Una “l” la separa de lo sagrado. Algo le sobra a Holly para ser santa, por eso se sitúa en un umbral, en un espacio intersticial, como la película que protagoniza. De eso se trata, suponemos: de fabricar una atmósfera de ambigüedad alrededor de un personaje que puede tener poderes sanadores, sobrenaturales, o, simplemente, encarnar una empatía benéfica que los que sufren perciben como milagrosa. Al final, tal vez el problema de “La chica que sanaba” es que parece el retrato de un misterio cuando en realidad habla de los demás, de los que rodean a ese misterio, de la necesidad de creer en algo en un mundo propenso a la fatalidad y al vacío, de la proyección de un trauma colectivo al que solo le importa que le sequen las lágrimas.
Es desconcertante: la cámara está pegada a Holly pero nunca sabemos realmente ni lo que siente ni lo que piensa, a pesar de que su viaje emocional -de ser víctima de acoso a ser virgen de los desamparados- es enorme, y, sin embargo, estamos seguros de que la fe es lo que le importa a Fien Troch, la directora del filme; esa fe que compra abrazos y resquebraja rocas en una comunidad atravesada por el duelo.
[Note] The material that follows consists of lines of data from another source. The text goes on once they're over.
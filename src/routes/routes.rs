//! Defines routes for deployment and release operations.
//!
//! ## Structure
//! - **Deployment endpoints**
//!   - `POST /deployments`: create deployment
//!   - `GET  /deployments/{deployment_id}/orphans`: packages left by failed pointer updates
//!
//! - **Release endpoints**
//!   - `POST /deployments/{deployment_id}/releases`: multipart upload + release
//!   - `GET  /deployments/{deployment_id}/versions/{app_version}/packages`: history
//!   - `GET  /deployments/{deployment_id}/packages/{label}`: one package by label

use crate::{
    handlers::{
        health_handlers::{healthz, readyz},
        release_handlers::{
            create_deployment, get_package, list_orphans, list_packages, upload_release,
        },
    },
    services::release_service::ReleaseService,
};
use axum::{
    Router,
    extract::DefaultBodyLimit,
    routing::{get, post},
};

/// Build the router. `max_upload_bytes` caps the release upload body.
pub fn routes(max_upload_bytes: usize) -> Router<ReleaseService> {
    Router::new()
        // health endpoints (mounted at root)
        .route("/healthz", get(healthz))
        .route("/readyz", get(readyz))
        .route("/deployments", post(create_deployment))
        .route(
            "/deployments/{deployment_id}/releases",
            post(upload_release).layer(DefaultBodyLimit::max(max_upload_bytes)),
        )
        .route(
            "/deployments/{deployment_id}/versions/{app_version}/packages",
            get(list_packages),
        )
        .route(
            "/deployments/{deployment_id}/packages/{label}",
            get(get_package),
        )
        .route("/deployments/{deployment_id}/orphans", get(list_orphans))
}
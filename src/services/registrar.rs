//! Registration of novel releases: blob uploads, label allocation,
//! package creation and pointer advancement, in that order.

use crate::{
    models::package::{NewPackage, Package, PackageInfo, format_label},
    services::{
        archive::StagedArchive,
        blob_store::BlobStore,
        dedup::DedupOutcome,
        error::{ReleaseError, ReleaseResult},
        manifest::ManifestDocument,
        metadata_store::MetadataStore,
    },
};
use bytes::Bytes;
use std::sync::Arc;
use tracing::{debug, error, info};

/// Everything the registrar needs about one release attempt.
pub struct Registration<'a> {
    pub deployment_id: i64,
    pub info: &'a PackageInfo,
    pub staged: &'a StagedArchive,
    pub manifest: &'a ManifestDocument,
    pub manifest_hash: &'a str,
    pub dedup: &'a DedupOutcome,
    pub released_by: &'a str,
}

#[derive(Clone)]
pub struct ReleaseRegistrar {
    store: Arc<dyn MetadataStore>,
    blobs: Arc<dyn BlobStore>,
}

impl ReleaseRegistrar {
    pub fn new(store: Arc<dyn MetadataStore>, blobs: Arc<dyn BlobStore>) -> Self {
        Self { store, blobs }
    }

    /// Persist a release that the dedup engine found to be novel.
    ///
    /// Blob failures abort before any metadata is written. A failure after
    /// the package row exists leaves an orphan: it is reported as
    /// `DuplicateRelease` when a concurrent release of the same content won
    /// the swap, and as `PointerUpdateFailed` otherwise.
    pub async fn register(&self, reg: Registration<'_>) -> ReleaseResult<Package> {
        let manifest_key = reg.manifest_hash;
        let archive_key = reg.staged.archive_hash.as_str();

        self.blobs
            .put_bytes(manifest_key, Bytes::copy_from_slice(&reg.manifest.bytes))
            .await
            .map_err(|source| ReleaseError::BlobUploadFailed {
                key: manifest_key.to_string(),
                source,
            })?;
        let archive_failed = |source: std::io::Error| ReleaseError::BlobUploadFailed {
            key: archive_key.to_string(),
            source,
        };
        if self.blobs.exists(archive_key).await.map_err(archive_failed)? {
            debug!("archive blob {} already stored", archive_key);
        } else {
            self.blobs
                .put_file(archive_key, &reg.staged.archive_path)
                .await
                .map_err(archive_failed)?;
        }

        let label_id = self
            .store
            .next_label(reg.deployment_id)
            .await?
            .ok_or(ReleaseError::DeploymentNotFound(reg.deployment_id))?;

        let package = self
            .store
            .create_package(NewPackage {
                deployment_id: reg.deployment_id,
                app_version: reg.info.app_version.clone(),
                description: reg.info.description.clone(),
                package_hash: reg.manifest_hash.to_string(),
                blob_url: archive_key.to_string(),
                manifest_blob_url: manifest_key.to_string(),
                size: reg.staged.size as i64,
                label: format_label(label_id),
                is_mandatory: reg.info.is_mandatory,
                released_by: reg.released_by.to_string(),
            })
            .await?;

        let version = &reg.dedup.version;
        let advanced = self
            .store
            .advance_deployment_version(
                version.id,
                version.current_package_id,
                package.id,
                reg.info.is_mandatory,
            )
            .await;

        let orphan_error = match advanced {
            Ok(true) => {
                info!(
                    "released {} ({} files) to deployment {} app version {} as package {}",
                    package.label,
                    reg.manifest.manifest.len(),
                    package.deployment_id,
                    package.app_version,
                    package.id
                );
                return Ok(package);
            }
            Ok(false) => {
                if self.current_matches(&reg).await? {
                    ReleaseError::DuplicateRelease {
                        deployment_id: reg.deployment_id,
                        app_version: reg.info.app_version.clone(),
                    }
                } else {
                    ReleaseError::PointerUpdateFailed {
                        package_id: package.id,
                        deployment_id: reg.deployment_id,
                        app_version: reg.info.app_version.clone(),
                        reason: "current package changed concurrently".to_string(),
                    }
                }
            }
            Err(err) => ReleaseError::PointerUpdateFailed {
                package_id: package.id,
                deployment_id: reg.deployment_id,
                app_version: reg.info.app_version.clone(),
                reason: err.to_string(),
            },
        };

        error!(
            package_id = package.id,
            deployment_id = reg.deployment_id,
            app_version = %reg.info.app_version,
            "orphaned package: pointer update failed: {}",
            orphan_error
        );
        Err(orphan_error)
    }

    /// Whether the pair's current package, as it is now, carries the
    /// manifest being registered.
    async fn current_matches(&self, reg: &Registration<'_>) -> ReleaseResult<bool> {
        let current = self
            .store
            .find_deployment_version(reg.deployment_id, &reg.info.app_version)
            .await?
            .and_then(|version| version.current_package());
        let Some(current_id) = current else {
            return Ok(false);
        };
        Ok(self
            .store
            .find_package_by_id(current_id)
            .await?
            .is_some_and(|package| package.package_hash == reg.manifest_hash))
    }
}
Lo más grave es que Troch nunca se pregunta en qué cree Holly. Así las cosas, lo que podría haber sido un ‘riff’ belga de “Carrie”, pasado por el tamiz del drama social de periferia, se queda en una indefinida tierra de nadie.
Lo mejor:
El retrato de una sociedad que parece vivir en una permanente necesidad de consuelo.
Lo peor:
La ambigüedad que impregna su protagonista acaba por convertirla en un folio en blanco.